Parece lógico pensar que un adulto hecho y derecho, capaz y sensato, debe tener incorporadas a su raciocinio ciertas normas elementales de convivencia. Cosas sencillas. Ideas que los padres se afanan en repetir a los hijos. Y para mí, una de ellas, es la de no hablar en el cine. A ver, que todo el mundo dice algo alguna vez y no pasa nada. Un chascarrillo inocente, un ingenioso chiste, un pequeño recordatorio… Cosas sin importancia. Lo otro, hablar como si estuvieras en el salón de tu casa jugando al parchís, no. No.
Me pasó el otro día, viendo ‘Kingsman’. Dos señores (y cuando digo señores, quiero decir señores: adultos de cincuenta años vestidos con elegancia) hablaban a un volumen muy elevado. Mucho.

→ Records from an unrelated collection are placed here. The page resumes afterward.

// Licensed under the Apache License, Version 2.0 <LICENSE-APACHE or
// https://www.apache.org/licenses/LICENSE-2.0> or the MIT license
// <LICENSE-MIT or https://opensource.org/licenses/MIT>, at your
// option. This file may not be copied, modified, or distributed
// except according to those terms.

//! The production entry point: [`SupervisorHandle`] serializes every caller
//! behind one `tokio::sync::Mutex<Supervisor>`, realizing the single-threaded
//! cooperative scheduler the design assumes (see the module-level
//! concurrency notes). It also owns the in-flight-launch bookkeeping needed
//! for `wait_ready=false` callers: `begin_launch` runs synchronously while
//! holding the lock (so two concurrent launches can never claim the same
//! UID), then the suspending remainder of the protocol either runs inline
//! (`wait_ready=true`) or is detached into its own task whose completion
//! handler clears its entry from the in-flight map.

use std::collections::HashMap;
use std::sync::Arc;

use tokio::sync::Mutex;
use tokio::task::JoinHandle;
use tracing::warn;

use super::config::SupervisorConfig;
use super::contract::{
    AbortToken, CacheTracker, ModelDescription, ModelTypeHandler, ProgressTracker, StatusGuard,
    WorkerHandle,
};
use super::errors::SupervisorResult;
use super::launch::LaunchRequest;
use super::registration::ShutdownHandle;
use super::state::Supervisor;
use super::status::{ModelListEntry, StatusSnapshot};
use super::types::{DeviceStatus, InstanceInfo, ModelUid, WorkerAddress};

/// Shared, lock-serialized handle to a running [`Supervisor`]. Clone freely;
/// every clone talks to the same underlying state.
#[derive(Clone)]
pub struct SupervisorHandle {
    inner: Arc<Mutex<Supervisor>>,
    in_flight: Arc<Mutex<HashMap<ModelUid, JoinHandle<()>>>>,
    shutdown: ShutdownHandle,
}

impl SupervisorHandle {
    /// Assemble a handle around a freshly-created [`Supervisor`].
    #[must_use]
    pub fn new(
        self_address: impl Into<String>,
        config: SupervisorConfig,
        status_guard: Arc<dyn StatusGuard>,
        cache_tracker: Arc<dyn CacheTracker>,
        progress_tracker: Arc<dyn ProgressTracker>,
    ) -> Self {
        Self {
            inner: Arc::new(Mutex::new(Supervisor::new(
                self_address,
                config,
                status_guard,
                cache_tracker,
                progress_tracker,
            ))),
            in_flight: Arc::new(Mutex::new(HashMap::new())),
            shutdown: ShutdownHandle::new(),
        }
    }

    /// The raw lock-protected supervisor, for callers that need to drive it
    /// directly (such as [`super::spawn_health_monitor`], which must hold the
    /// lock for the duration of one sweep rather than one method call).
    #[must_use]
    pub fn shared(&self) -> Arc<Mutex<Supervisor>> {
        self.inner.clone()
    }

    /// The cooperative shutdown signal driven by [`Self::trigger_exit`] and
    /// [`Self::abort_cluster`].
    #[must_use]
    pub fn shutdown_handle(&self) -> ShutdownHandle {
        self.shutdown.clone()
    }

    /// Register a model-type handler used by the Registration Broker.
    pub async fn register_model_handler(&self, handler: Arc<dyn ModelTypeHandler>) {
        self.inner.lock().await.register_model_handler(handler);
    }

    /// Register a worker. Fails if its address is already known.
    pub async fn add_worker(&self, worker: Arc<dyn WorkerHandle>) -> SupervisorResult<()> {
        self.inner.lock().await.add_worker(worker)
    }

    /// Remove a worker and purge every replica it was serving. Idempotent.
    pub async fn remove_worker(&self, address: &str) -> bool {
        self.inner.lock().await.remove_worker(address)
    }

    /// Ingest a status push from a worker.
    pub async fn report_status(&self, address: &str, status: HashMap<String, DeviceStatus>) {
        self.inner.lock().await.report_status(address, status);
    }

    /// All registered worker addresses.
    pub async fn list_workers(&self) -> Vec<WorkerAddress> {
        self.inner.lock().await.list_workers()
    }

    /// Find a registered worker by host fragment.
    pub async fn lookup_by_ip(&self, ip: &str) -> Option<WorkerAddress> {
        self.inner.lock().await.lookup_by_ip(ip)
    }

    /// `true` iff this is the degenerate single-node topology.
    pub async fn is_local_deployment(&self) -> bool {
        self.inner.lock().await.is_local_deployment()
    }

    /// Launch a model. When `req.wait_ready` is `true`, blocks until every
    /// replica has loaded (or rolled back on failure) before returning; when
    /// `false`, the claim step runs inline (so the returned UID is always
    /// valid immediately) and the remaining protocol runs detached, tracked
    /// in the in-flight launches map until it completes.
    pub async fn launch_model(&self, mut req: LaunchRequest) -> SupervisorResult<String> {
        let wait_ready = req.wait_ready;
        let model_uid = {
            let mut sup = self.inner.lock().await;
            sup.begin_launch_public(&mut req)?
        };

        if wait_ready {
            let mut sup = self.inner.lock().await;
            sup.finish_launch(&model_uid, &req).await?;
            return Ok(model_uid);
        }

        let inner = self.inner.clone();
        let in_flight = self.in_flight.clone();
        let uid_for_task = model_uid.clone();
        let task = tokio::spawn(async move {
            let result = {
                let mut sup = inner.lock().await;
                sup.finish_launch(&uid_for_task, &req).await
            };
            if let Err(err) = result {
                warn!(model_uid = %uid_for_task, error = %err, "detached launch failed");
            }
            in_flight.lock().await.remove(&uid_for_task);
        });
        self.in_flight.lock().await.insert(model_uid.clone(), task);
        Ok(model_uid)
    }

    /// Cancel a launch: aborts its detached task if still in flight, fans
    /// `cancel_launch_model` out to every bound worker best-effort, and
    /// removes the `ReplicaInfo`.
    pub async fn cancel_launch(&self, model_uid: &str) -> SupervisorResult<()> {
        if let Some(task) = self.in_flight.lock().await.remove(model_uid) {
            task.abort();
        }
        self.inner.lock().await.cancel_launch(model_uid).await
    }

    /// Arithmetic mean of reported progress across every replica slot.
    pub async fn launch_progress(&self, model_uid: &str) -> f64 {
        self.inner.lock().await.launch_progress(model_uid).await
    }

    /// Tear down every replica of `model_uid`.
    pub async fn terminate_model(&self, model_uid: &str, suppress_exception: bool) -> SupervisorResult<()> {
        if let Some(task) = self.in_flight.lock().await.remove(model_uid) {
            task.abort();
        }
        self.inner
            .lock()
            .await
            .terminate_model(model_uid, suppress_exception)
            .await
    }

    /// Resolve `model_uid` to a worker handle via round-robin.
    pub async fn get_model(&self, model_uid: &str) -> SupervisorResult<Arc<dyn WorkerHandle>> {
        self.inner.lock().await.get_model(model_uid)
    }

    /// Cancel an in-flight request, fanning the abort out across every
    /// replica of `model_uid`.
    pub async fn abort_request(
        &self,
        model_uid: &str,
        request_id: &str,
        block_duration_secs: u64,
    ) -> SupervisorResult<AbortToken> {
        self.inner
            .lock()
            .await
            .abort_request(model_uid, request_id, block_duration_secs)
            .await
    }

    /// Merge this supervisor's own device reading with every worker's.
    pub async fn cluster_device_info(&self, detailed: bool) -> HashMap<String, HashMap<String, DeviceStatus>> {
        self.inner.lock().await.cluster_device_info(detailed).await
    }

    /// The raw per-worker status map.
    pub async fn get_status(&self) -> StatusSnapshot {
        self.inner.lock().await.get_status()
    }

    /// Every live model, its replica count, and the workers serving it.
    pub async fn list_models(&self) -> Vec<ModelListEntry> {
        self.inner.lock().await.list_models().await
    }

    /// Describe `model_uid` using replica slot 0.
    pub async fn describe_model(&self, model_uid: &str) -> SupervisorResult<ModelDescription> {
        self.inner.lock().await.describe_model(model_uid).await
    }

    /// Delegate to the external Status Guard.
    pub async fn get_instance_info(&self, model_uid: &str) -> Option<InstanceInfo> {
        self.inner.lock().await.get_instance_info(model_uid).await
    }

    /// Delegate to the external Status Guard.
    pub async fn get_instance_count(&self) -> usize {
        self.inner.lock().await.get_instance_count().await
    }

    /// `{ supervisor_address }`.
    pub async fn get_supervisor_info(&self) -> String {
        self.inner.lock().await.get_supervisor_info()
    }

    /// Sequentially collect every worker's self-reported info.
    pub async fn get_workers_info(&self) -> Vec<String> {
        self.inner.lock().await.get_workers_info().await
    }

    /// Register a model version.
    pub async fn register_model(
        &self,
        model_type: &str,
        model_name: &str,
        model_path: &str,
        persist: bool,
        worker_ip: Option<&str>,
    ) -> SupervisorResult<()> {
        self.inner
            .lock()
            .await
            .register_model(model_type, model_name, model_path, persist, worker_ip)
            .await
    }

    /// Unregister a model version.
    pub async fn unregister_model(
        &self,
        model_type: &str,
        model_name: &str,
        version: &str,
    ) -> SupervisorResult<()> {
        self.inner
            .lock()
            .await
            .unregister_model(model_type, model_name, version)
            .await
    }

    /// Cached model versions, optionally targeted at one worker.
    pub async fn list_cached_models(
        &self,
        model_name: Option<&str>,
        worker_ip: Option<&str>,
    ) -> SupervisorResult<Vec<String>> {
        self.inner.lock().await.list_cached_models(model_name, worker_ip).await
    }

    /// Model versions eligible for deletion, unioned across every worker.
    pub async fn list_deletable_models(&self, model_version: &str) -> Vec<String> {
        self.inner.lock().await.list_deletable_models(model_version).await
    }

    /// Confirm and remove a cached model version.
    pub async fn confirm_and_remove_model(
        &self,
        model_version: &str,
        worker_ip: Option<&str>,
    ) -> SupervisorResult<bool> {
        self.inner
            .lock()
            .await
            .confirm_and_remove_model(model_version, worker_ip)
            .await
    }

    /// Forward an operation to the `CollectiveManager` for `model_uid`.
    pub async fn call_collective_manager(&self, model_uid: &str, op: &str) -> SupervisorResult<Vec<(u32, String)>> {
        self.inner.lock().await.call_collective_manager(model_uid, op)
    }

    /// Ask the process to shut down gracefully.
    pub async fn trigger_exit(&self) -> bool {
        self.inner.lock().await.trigger_exit(&self.shutdown)
    }

    /// Ask every worker to exit, then trigger this supervisor's own exit.
    pub async fn abort_cluster(&self) -> bool {
        self.inner.lock().await.abort_cluster(&self.shutdown).await
    }
}

#[cfg(test)]
mod tests {
    use super::*;
    use crate::supervisor::test_support::{FakeCacheTracker, FakeProgressTracker, FakeStatusGuard, FakeWorker};

    fn new_handle() -> SupervisorHandle {
        SupervisorHandle::new(
            "self:9000",
            SupervisorConfig::default(),
            Arc::new(FakeStatusGuard::default()),
            Arc::new(FakeCacheTracker::default()),
            Arc::new(FakeProgressTracker),
        )
    }

    fn base_request(name: &str, replica: u32) -> LaunchRequest {
        LaunchRequest {
            model_uid: None,
            model_name: name.to_string(),
            model_version: None,
            replica,
            n_worker: 1,
            request_limits: 0,
            gpu_idx: vec![],
            worker_ip: None,
            enable_xavier: false,
            engine_supports_collective: false,
            wait_ready: true,
        }
    }

    #[tokio::test]
    async fn wait_ready_launch_is_visible_immediately() {
        let handle = new_handle();
        handle.add_worker(Arc::new(FakeWorker::new("w1"))).await.unwrap();
        let uid = handle.launch_model(base_request("m", 1)).await.unwrap();
        assert_eq!(uid, "m");
        assert_eq!(handle.list_models().await.len(), 1);
    }

    #[tokio::test]
    async fn detached_launch_completes_in_background() {
        let handle = new_handle();
        handle.add_worker(Arc::new(FakeWorker::new("w1"))).await.unwrap();
        let mut req = base_request("m", 1);
        req.wait_ready = false;
        let uid = handle.launch_model(req).await.unwrap();
        assert_eq!(uid, "m");

        for _ in 0..50 {
            if !handle.list_models().await.is_empty() {
                break;
            }
            tokio::time::sleep(std::time::Duration::from_millis(10)).await;
        }
        assert_eq!(handle.list_models().await.len(), 1);
    }

    #[tokio::test]
    async fn concurrent_launches_never_collide_on_uid() {
        let handle = new_handle();
        handle.add_worker(Arc::new(FakeWorker::new("w1"))).await.unwrap();
        let mut req = base_request("alpha", 1);
        req.model_uid = Some("alpha".to_string());
        let (a, b) = tokio::join!(
            handle.launch_model(req.clone()),
            handle.launch_model(req.clone())
        );
        let results = [a, b];
        assert_eq!(results.iter().filter(|r| r.is_ok()).count(), 1);
        assert_eq!(results.iter().filter(|r| r.is_err()).count(), 1);
    }

    #[tokio::test]
    async fn terminate_aborts_in_flight_launch() {
        let handle = new_handle();
        handle.add_worker(Arc::new(FakeWorker::new("w1"))).await.unwrap();
        let mut req = base_request("m", 1);
        req.wait_ready = false;
        handle.launch_model(req).await.unwrap();
        handle.terminate_model("m", true).await.unwrap();
        assert!(handle.list_models().await.is_empty());
    }

    #[tokio::test]
    async fn trigger_exit_reports_false_second_time() {
        let handle = new_handle();
        assert!(handle.trigger_exit().await);
        assert!(!handle.trigger_exit().await);
    }
}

Tanto que era fácil seguir su conversación desde cualquier punto de la sala. El caso es que la película empezó, pasaron unos minutos, y los hombres seguían ahí, a lo suyo. Pero gritando un poco más porque, claro, el sonido de la película les impedía hablar con naturalidad.
Alguien muy enfadado se dio la vuelta y les pidió silencio. Los hombres, visiblemente indignados, le respondieron que ya se callaban mientras alzaban los brazos como si estuvieran siendo atracados. «Tranquilo, tranquilo», decían. Cinco segundos más tarde sonó el teléfono de uno de ellos y, por supuesto, descolgó. «¡Hombre, Luis! ¿Cómo estás? ¿Yo? Aquí, en el cine, con Juan». Como era de esperar, el mismo enfadado de antes exigió un poco de respeto. Los señores no solo se rieron en su cara, con cierto desprecio, sino que mandaron callar al enfadado llevándose un dedo a la boca. «Bueno, te dejo, que parece que molesto». Y terminó la conversación.
Entiendo que, tal vez, haya gente muy quisquillosa que no pase ni una en el cine. Pero, qué leches. No soporto esa falta de respeto y de educación en el cine. Disculpen la rabieta.